__WHAT TO WORK ON__:
Please restate the material below word for word, from the first line through the one that contains "source.push_str(field);", inclusive.
▼
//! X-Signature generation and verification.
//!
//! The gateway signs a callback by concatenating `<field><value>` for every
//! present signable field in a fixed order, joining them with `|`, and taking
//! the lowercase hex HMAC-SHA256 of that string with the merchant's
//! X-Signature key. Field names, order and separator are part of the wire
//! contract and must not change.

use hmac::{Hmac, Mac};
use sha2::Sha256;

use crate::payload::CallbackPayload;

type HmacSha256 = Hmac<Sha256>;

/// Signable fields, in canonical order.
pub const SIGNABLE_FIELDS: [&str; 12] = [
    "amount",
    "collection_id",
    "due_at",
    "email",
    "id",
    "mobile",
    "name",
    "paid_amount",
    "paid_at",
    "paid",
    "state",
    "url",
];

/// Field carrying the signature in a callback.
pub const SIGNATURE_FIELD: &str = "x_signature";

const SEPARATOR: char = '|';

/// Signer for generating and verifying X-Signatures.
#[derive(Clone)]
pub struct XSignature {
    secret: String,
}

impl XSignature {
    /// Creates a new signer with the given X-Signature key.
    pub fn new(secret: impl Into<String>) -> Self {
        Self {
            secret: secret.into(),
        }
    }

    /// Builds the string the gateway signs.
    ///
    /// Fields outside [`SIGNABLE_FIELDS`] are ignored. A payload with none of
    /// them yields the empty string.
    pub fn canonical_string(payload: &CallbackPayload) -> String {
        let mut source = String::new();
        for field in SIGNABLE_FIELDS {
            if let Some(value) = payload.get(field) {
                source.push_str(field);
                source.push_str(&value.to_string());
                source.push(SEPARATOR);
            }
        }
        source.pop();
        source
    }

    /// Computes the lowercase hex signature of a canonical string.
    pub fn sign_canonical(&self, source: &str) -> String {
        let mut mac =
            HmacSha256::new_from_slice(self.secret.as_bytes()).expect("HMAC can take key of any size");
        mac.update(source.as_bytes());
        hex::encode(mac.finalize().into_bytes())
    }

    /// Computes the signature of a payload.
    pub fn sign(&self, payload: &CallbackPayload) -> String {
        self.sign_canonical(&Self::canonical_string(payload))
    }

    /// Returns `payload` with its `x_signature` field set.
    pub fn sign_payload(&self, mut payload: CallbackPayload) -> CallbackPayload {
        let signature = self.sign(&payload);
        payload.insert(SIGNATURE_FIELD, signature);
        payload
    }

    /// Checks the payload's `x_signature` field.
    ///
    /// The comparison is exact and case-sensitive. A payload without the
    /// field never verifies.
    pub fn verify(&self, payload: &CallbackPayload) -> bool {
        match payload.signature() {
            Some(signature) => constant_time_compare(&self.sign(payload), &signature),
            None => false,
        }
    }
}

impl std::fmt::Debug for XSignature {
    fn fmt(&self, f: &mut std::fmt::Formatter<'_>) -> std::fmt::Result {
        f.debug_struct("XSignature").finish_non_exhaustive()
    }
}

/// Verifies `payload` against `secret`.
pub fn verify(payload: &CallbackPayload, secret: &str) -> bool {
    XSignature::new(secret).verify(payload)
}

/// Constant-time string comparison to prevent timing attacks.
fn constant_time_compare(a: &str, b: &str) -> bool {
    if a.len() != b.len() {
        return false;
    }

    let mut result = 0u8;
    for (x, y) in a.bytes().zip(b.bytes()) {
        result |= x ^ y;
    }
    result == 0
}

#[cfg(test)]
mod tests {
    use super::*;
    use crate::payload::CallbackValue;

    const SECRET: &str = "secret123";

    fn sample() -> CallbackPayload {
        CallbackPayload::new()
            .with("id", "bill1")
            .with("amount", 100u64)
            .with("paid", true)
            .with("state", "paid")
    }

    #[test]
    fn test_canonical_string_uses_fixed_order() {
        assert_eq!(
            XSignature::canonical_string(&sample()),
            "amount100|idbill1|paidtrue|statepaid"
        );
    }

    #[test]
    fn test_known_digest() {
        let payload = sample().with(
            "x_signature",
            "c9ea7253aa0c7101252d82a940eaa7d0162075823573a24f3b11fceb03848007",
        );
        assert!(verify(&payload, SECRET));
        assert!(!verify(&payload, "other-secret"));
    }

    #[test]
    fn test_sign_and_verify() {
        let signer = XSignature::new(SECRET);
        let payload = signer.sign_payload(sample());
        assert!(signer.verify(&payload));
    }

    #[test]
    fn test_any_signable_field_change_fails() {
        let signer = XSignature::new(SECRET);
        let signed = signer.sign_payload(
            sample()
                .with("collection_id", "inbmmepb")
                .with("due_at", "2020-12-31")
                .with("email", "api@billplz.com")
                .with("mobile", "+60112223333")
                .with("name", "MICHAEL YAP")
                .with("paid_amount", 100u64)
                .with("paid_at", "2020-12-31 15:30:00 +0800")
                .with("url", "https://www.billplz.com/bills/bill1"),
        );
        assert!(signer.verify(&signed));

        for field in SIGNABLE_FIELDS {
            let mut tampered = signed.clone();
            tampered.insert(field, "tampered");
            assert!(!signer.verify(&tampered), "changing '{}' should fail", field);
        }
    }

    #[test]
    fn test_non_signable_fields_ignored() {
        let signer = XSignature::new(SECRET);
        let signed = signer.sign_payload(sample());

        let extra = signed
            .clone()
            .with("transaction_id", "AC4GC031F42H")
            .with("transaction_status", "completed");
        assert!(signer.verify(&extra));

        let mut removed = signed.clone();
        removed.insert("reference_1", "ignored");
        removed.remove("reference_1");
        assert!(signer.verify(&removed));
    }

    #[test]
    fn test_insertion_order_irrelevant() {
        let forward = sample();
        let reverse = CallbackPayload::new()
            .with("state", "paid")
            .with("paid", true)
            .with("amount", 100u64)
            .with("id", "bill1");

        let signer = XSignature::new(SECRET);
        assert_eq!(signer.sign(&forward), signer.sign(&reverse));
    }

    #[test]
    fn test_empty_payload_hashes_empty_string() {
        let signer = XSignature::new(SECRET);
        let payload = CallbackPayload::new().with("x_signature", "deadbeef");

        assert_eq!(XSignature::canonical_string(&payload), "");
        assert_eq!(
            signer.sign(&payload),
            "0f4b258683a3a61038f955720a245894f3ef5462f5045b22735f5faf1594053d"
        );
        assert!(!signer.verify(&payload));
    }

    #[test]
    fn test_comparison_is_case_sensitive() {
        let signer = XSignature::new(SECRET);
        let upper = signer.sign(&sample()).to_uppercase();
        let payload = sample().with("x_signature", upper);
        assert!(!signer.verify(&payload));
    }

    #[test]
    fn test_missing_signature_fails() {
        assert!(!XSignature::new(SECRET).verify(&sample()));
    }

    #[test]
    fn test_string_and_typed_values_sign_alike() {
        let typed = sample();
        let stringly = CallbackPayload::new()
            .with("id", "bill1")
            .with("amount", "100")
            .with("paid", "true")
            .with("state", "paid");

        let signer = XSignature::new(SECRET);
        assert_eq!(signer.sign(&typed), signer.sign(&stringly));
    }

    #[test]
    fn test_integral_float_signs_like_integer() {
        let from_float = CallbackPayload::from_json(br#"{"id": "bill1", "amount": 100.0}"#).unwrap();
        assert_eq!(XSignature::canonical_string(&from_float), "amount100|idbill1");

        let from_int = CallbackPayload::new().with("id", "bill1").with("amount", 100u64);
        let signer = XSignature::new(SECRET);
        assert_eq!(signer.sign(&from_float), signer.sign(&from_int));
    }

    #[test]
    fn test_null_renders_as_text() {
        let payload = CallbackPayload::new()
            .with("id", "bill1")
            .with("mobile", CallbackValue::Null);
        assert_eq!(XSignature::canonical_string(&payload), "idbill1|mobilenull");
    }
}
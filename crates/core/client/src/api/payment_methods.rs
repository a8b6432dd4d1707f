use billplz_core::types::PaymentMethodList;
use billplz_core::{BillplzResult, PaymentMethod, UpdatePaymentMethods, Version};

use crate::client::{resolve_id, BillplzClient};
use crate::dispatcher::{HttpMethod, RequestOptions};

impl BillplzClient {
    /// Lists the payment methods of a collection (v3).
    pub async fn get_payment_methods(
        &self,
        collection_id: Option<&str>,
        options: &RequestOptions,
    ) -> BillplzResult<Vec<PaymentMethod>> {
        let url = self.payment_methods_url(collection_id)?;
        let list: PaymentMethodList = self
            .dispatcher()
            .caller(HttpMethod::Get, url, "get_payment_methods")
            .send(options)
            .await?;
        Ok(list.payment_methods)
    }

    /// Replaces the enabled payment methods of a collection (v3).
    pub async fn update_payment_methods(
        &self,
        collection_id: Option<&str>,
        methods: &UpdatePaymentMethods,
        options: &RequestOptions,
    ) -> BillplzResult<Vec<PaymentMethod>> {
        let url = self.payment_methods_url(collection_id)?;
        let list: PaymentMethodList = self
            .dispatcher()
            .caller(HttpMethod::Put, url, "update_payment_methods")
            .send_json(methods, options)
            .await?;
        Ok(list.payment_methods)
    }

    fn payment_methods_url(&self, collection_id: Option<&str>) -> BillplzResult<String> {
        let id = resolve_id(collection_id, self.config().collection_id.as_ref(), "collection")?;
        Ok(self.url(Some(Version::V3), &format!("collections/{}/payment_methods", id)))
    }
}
▲
__ANSWER TO THE PROBLEM__:
//! X-Signature generation and verification.
//!
//! The gateway signs a callback by concatenating `<field><value>` for every
//! present signable field in a fixed order, joining them with `|`, and taking
//! the lowercase hex HMAC-SHA256 of that string with the merchant's
//! X-Signature key. Field names, order and separator are part of the wire
//! contract and must not change.

use hmac::{Hmac, Mac};
use sha2::Sha256;

use crate::payload::CallbackPayload;

type HmacSha256 = Hmac<Sha256>;

/// Signable fields, in canonical order.
pub const SIGNABLE_FIELDS: [&str; 12] = [
    "amount",
    "collection_id",
    "due_at",
    "email",
    "id",
    "mobile",
    "name",
    "paid_amount",
    "paid_at",
    "paid",
    "state",
    "url",
];

/// Field carrying the signature in a callback.
pub const SIGNATURE_FIELD: &str = "x_signature";

const SEPARATOR: char = '|';

/// Signer for generating and verifying X-Signatures.
#[derive(Clone)]
pub struct XSignature {
    secret: String,
}

impl XSignature {
    /// Creates a new signer with the given X-Signature key.
    pub fn new(secret: impl Into<String>) -> Self {
        Self {
            secret: secret.into(),
        }
    }

    /// Builds the string the gateway signs.
    ///
    /// Fields outside [`SIGNABLE_FIELDS`] are ignored. A payload with none of
    /// them yields the empty string.
    pub fn canonical_string(payload: &CallbackPayload) -> String {
        let mut source = String::new();
        for field in SIGNABLE_FIELDS {
            if let Some(value) = payload.get(field) {
                source.push_str(field);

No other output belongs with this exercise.